Le procédé d’ozonation a été choisi parce qu’il permet de purifier davantage l’eau à traiter, en la débarrassant non seulement des bactéries et des métaux, mais aussi des virus, des antibiotiques et de divers produits pharmaceutiques qui y demeurent avec les procédés traditionnels d’assainissement. 

L’ozonation «permettra la réduction de près de 100 % des virus et des bactéries et de 75 % à 85 % des résidus pharmaceutiques qui se trouvent dans l’eau traitée rejetée au fleuve», indique la Ville dans un communiqué. 

«L’ozonation est une bonne décision, ça va contribuer beaucoup à la santé du fleuve», soutient le professeur Segura. 

Des poissons intoxiqués au Prozac 

Parmi les autres contaminants que les humains rejettent dans le fleuve et que le procédé d’ozonation permettra d’éliminer, il y a les antidépresseurs, qui réduisent l’activité cérébrale des poissons, selon Pedro Alejandro Segura, qui a étudié les contaminants présents dans le fleuve lors de sa thèse de doctorat. 

«On consomme beaucoup d’antidépresseurs au Québec et ça peut causer des effets sur les comportements des espèces aquatiques, des effets un peu subtils, par exemple le poisson ne va pas manger autant qu’avant, ou alors il va bouger différemment, il va se déplacer peut-être plus lentement», explique le chimiste en ajoutant que beaucoup de ces phénomènes font actuellement l’objet d’études. 

Pedro Alejandro Segura se veut toutefois rassurant en ce qui concerne les humains. La concentration de produits pharmaceutiques dans l’eau est trop faible pour nuire à la santé d’une personne, selon lui. 

«C’est sûr qu’il y a des risques d’exposition, mais pas en buvant de l’eau par exemple. Les risques les plus grands seraient au niveau de la baignade dans les zones proches du point de rejet des eaux usées de la ville de Montréal.» 
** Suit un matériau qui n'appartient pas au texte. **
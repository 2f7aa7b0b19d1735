//! Content-addressed storage engine.
//!
//! Every logical file lives in its own directory under the base path,
//! keyed by the SHA3-256 fingerprint of its relative path:
//!
//! ```text
//! basePath/<F[0:2]>/<F[2:4]>/<F>/
//!     .file                 payload
//!     .meta                 serialized metadata
//!     .image_<paramDigest>  cached image derivatives
//! ```
//!
//! In-progress uploads stage under `uploadPath/<SHA3-256(relative)>` and are
//! promoted into place with an atomic rename.

pub mod image;
mod meta;
mod ops;
mod path;
mod upload;

use std::path::PathBuf;
use std::sync::{Arc, OnceLock};

use thiserror::Error;

use crate::cache::Cache;
use crate::worker::Pool;

pub use meta::{FileHash, FileInfo, FileMeta};
pub use path::{ParsedPath, PathError};

/// Payload entry name inside a logical file directory.
pub const FILE_APPEND: &str = ".file";

/// Metadata entry name inside a logical file directory.
pub const META_APPEND: &str = ".meta";

/// Prefix of cached image derivatives inside a logical file directory.
pub const IMAGE_APPEND: &str = ".image_";

/// Cache key prefix for serialized file metadata.
pub const FILE_META_CACHE_PREFIX: &str = "file_meta_";

/// Cache key prefix for the per-file promotion lock.
pub const UPLOADING_CACHE_PREFIX: &str = "uploading:";

/// TTL of the promotion lock in seconds.
pub const UPLOADING_LOCK_TTL: i64 = 60;

/// Storage layer errors.
#[derive(Debug, Error)]
pub enum StorageError {
    #[error("file not found")]
    NotFound,

    #[error("directory creation not allowed")]
    DirCreation,

    #[error("file completion in progress")]
    Uploading,

    #[error(transparent)]
    Io(#[from] std::io::Error),

    #[error(transparent)]
    Other(#[from] anyhow::Error),
}

/// Storage engine façade.
///
/// Owns the resolved base and upload directories, the metadata cache used
/// for read-through metadata and advisory locks, and (once wired) the
/// background hashing pool.
pub struct Storage {
    base_path: PathBuf,
    upload_path: PathBuf,
    allow_folder_creation: bool,
    cache: Arc<dyn Cache>,
    hash_pool: OnceLock<Arc<Pool<PathBuf>>>,
}

impl Storage {
    /// Create a storage engine over resolved (absolute, existing) paths.
    pub fn new(
        base_path: PathBuf,
        upload_path: PathBuf,
        allow_folder_creation: bool,
        cache: Arc<dyn Cache>,
    ) -> Self {
        Self {
            base_path,
            upload_path,
            allow_folder_creation,
            cache,
            hash_pool: OnceLock::new(),
        }
    }

    /// Wire the background hashing pool. Called once at startup; promotion
    /// enqueues a hash job for every completed upload.
    pub fn set_hash_pool(&self, pool: Arc<Pool<PathBuf>>) {
        let _ = self.hash_pool.set(pool);
    }

    /// The resolved base storage directory.
    pub fn base_path(&self) -> &PathBuf {
        &self.base_path
    }

    /// The resolved upload staging directory.
    pub fn upload_path(&self) -> &PathBuf {
        &self.upload_path
    }

    /// The metadata cache.
    pub fn cache(&self) -> &Arc<dyn Cache> {
        &self.cache
    }

    fn hash_pool(&self) -> Option<&Arc<Pool<PathBuf>>> {
        self.hash_pool.get()
    }
}

impl std::fmt::Debug for Storage {
    fn fmt(&self, f: &mut std::fmt::Formatter<'_>) -> std::fmt::Result {
        f.debug_struct("Storage")
            .field("base_path", &self.base_path)
            .field("upload_path", &self.upload_path)
            .field("allow_folder_creation", &self.allow_folder_creation)
            .finish()
    }
}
Résistance aux antibiotiques 

Aux dangers des perturbateurs endocriniens et des antidépresseurs pour la faune aquatique, s’ajoute celui des antibiotiques. L’accumulation de la présence d’antibiotiques dans le fleuve et éventuellement dans l’environnement peut faire en sorte que certaines bactéries pathogènes développent de la résistance aux antibiotiques, explique la chercheuse à Polytechnique Émilie Bédard.  
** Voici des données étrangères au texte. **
//! Resumable upload routes: ranged writes, completion, cancellation.

use axum::{
    Router,
    extract::{Request, State},
    http::{StatusCode, header},
    routing::put,
};
use tokio::io::{AsyncSeekExt, AsyncWriteExt};
use tokio_util::io::StreamReader;
use tracing::{debug, warn};

use crate::error::{AppError, AppResult};
use crate::httpx;
use crate::middleware::ResolvedPath;
use crate::state::AppState;

/// Create the upload router.
pub fn router() -> Router<AppState> {
    Router::new().route(
        "/upload/{*rpath}",
        put(put_upload).post(post_upload).delete(delete_upload),
    )
}

/// PUT /upload/{path}: write one byte range into the staging file.
async fn put_upload(
    State(state): State<AppState>,
    ResolvedPath(parsed): ResolvedPath,
    request: Request,
) -> AppResult<StatusCode> {
    let file_config = &state.config().file;

    let content_range = header_str(&request, header::CONTENT_RANGE);
    let content_length = header_str(&request, header::CONTENT_LENGTH);

    // The transport-level body cap applies before any range bookkeeping.
    if let Some(length) = content_length.as_deref().and_then(|v| v.parse::<i64>().ok())
        && length > file_config.max_post_size
    {
        return Err(AppError::TooLarge(
            "File too large, please use Content-Range header to upload large files".to_string(),
        ));
    }

    let (start, end, _total) = httpx::parse_range_upload(
        content_range.as_deref(),
        content_length.as_deref(),
        file_config.upload_limit,
    )?;
    let expected = end - start + 1;

    let mut staging = state.storage().open_staging(&parsed.relative).await?;
    staging
        .seek(std::io::SeekFrom::Start(start as u64))
        .await
        .map_err(|e| AppError::Internal(e.into()))?;

    let written = copy_body(request, &mut staging, expected as u64)
        .await
        .map_err(|e| {
            warn!(error = %e, "failed to write upload body");
            AppError::Internal(e.into())
        })?;
    if written != expected as u64 {
        warn!(expected, written, "incomplete range write");
        return Err(AppError::Internal(anyhow::anyhow!("incomplete write")));
    }

    debug!(
        written,
        relative = %parsed.relative,
        "accepted upload range"
    );
    Ok(StatusCode::ACCEPTED)
}

/// POST /upload/{path}: promote the staging file.
async fn post_upload(
    State(state): State<AppState>,
    ResolvedPath(parsed): ResolvedPath,
) -> AppResult<StatusCode> {
    state.storage().complete_upload(&parsed).await?;
    Ok(StatusCode::CREATED)
}

/// DELETE /upload/{path}: cancel the upload session.
async fn delete_upload(
    State(state): State<AppState>,
    ResolvedPath(parsed): ResolvedPath,
) -> AppResult<StatusCode> {
    state
        .storage()
        .remove_staging(&parsed.relative)
        .await
        .map_err(|e| match e {
            crate::storage::StorageError::NotFound => {
                AppError::NotFound("Upload session not found")
            }
            other => other.into(),
        })?;
    Ok(StatusCode::NO_CONTENT)
}

/// Stream exactly `limit` bytes of the request body into the staging file.
async fn copy_body(
    request: Request,
    staging: &mut tokio::fs::File,
    limit: u64,
) -> std::io::Result<u64> {
    let stream = into_io_stream(request.into_body().into_data_stream());
    let mut reader = tokio::io::AsyncReadExt::take(StreamReader::new(stream), limit);
    let written = tokio::io::copy(&mut reader, staging).await?;
    staging.flush().await?;
    Ok(written)
}

fn into_io_stream(
    stream: axum::body::BodyDataStream,
) -> impl tokio_stream::Stream<Item = std::io::Result<axum::body::Bytes>> {
    use tokio_stream::StreamExt;
    stream.map(|chunk| chunk.map_err(std::io::Error::other))
}

fn header_str(request: &Request, name: header::HeaderName) -> Option<String> {
    request
        .headers()
        .get(name)
        .and_then(|v| v.to_str().ok())
        .map(str::to_string)
}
«Dans le cas où une bactérie pathogène pour l’humain devient résistante aux antibiotiques, le traitement de la maladie devient plus complexe, parce que la bactérie ne réagira pas aux traitements habituels», souligne l’ingénieure en génie chimique.

D’où l’importance de réduire la présence de gènes de résistance aux antibiotiques dans les effluents des stations d’épuration, et selon Pedro Alejandro Segura, l’ozonation est une façon d’y arriver. 

Les travaux de désinfection à l’ozone des eaux sortant de la station d’épuration de Montréal se termineront en 2025, après quoi, selon l’administration municipale, elle sera « la plus grande usine de ce type au monde». 

La station de Montréal traite 45 % des eaux domestiques de la province.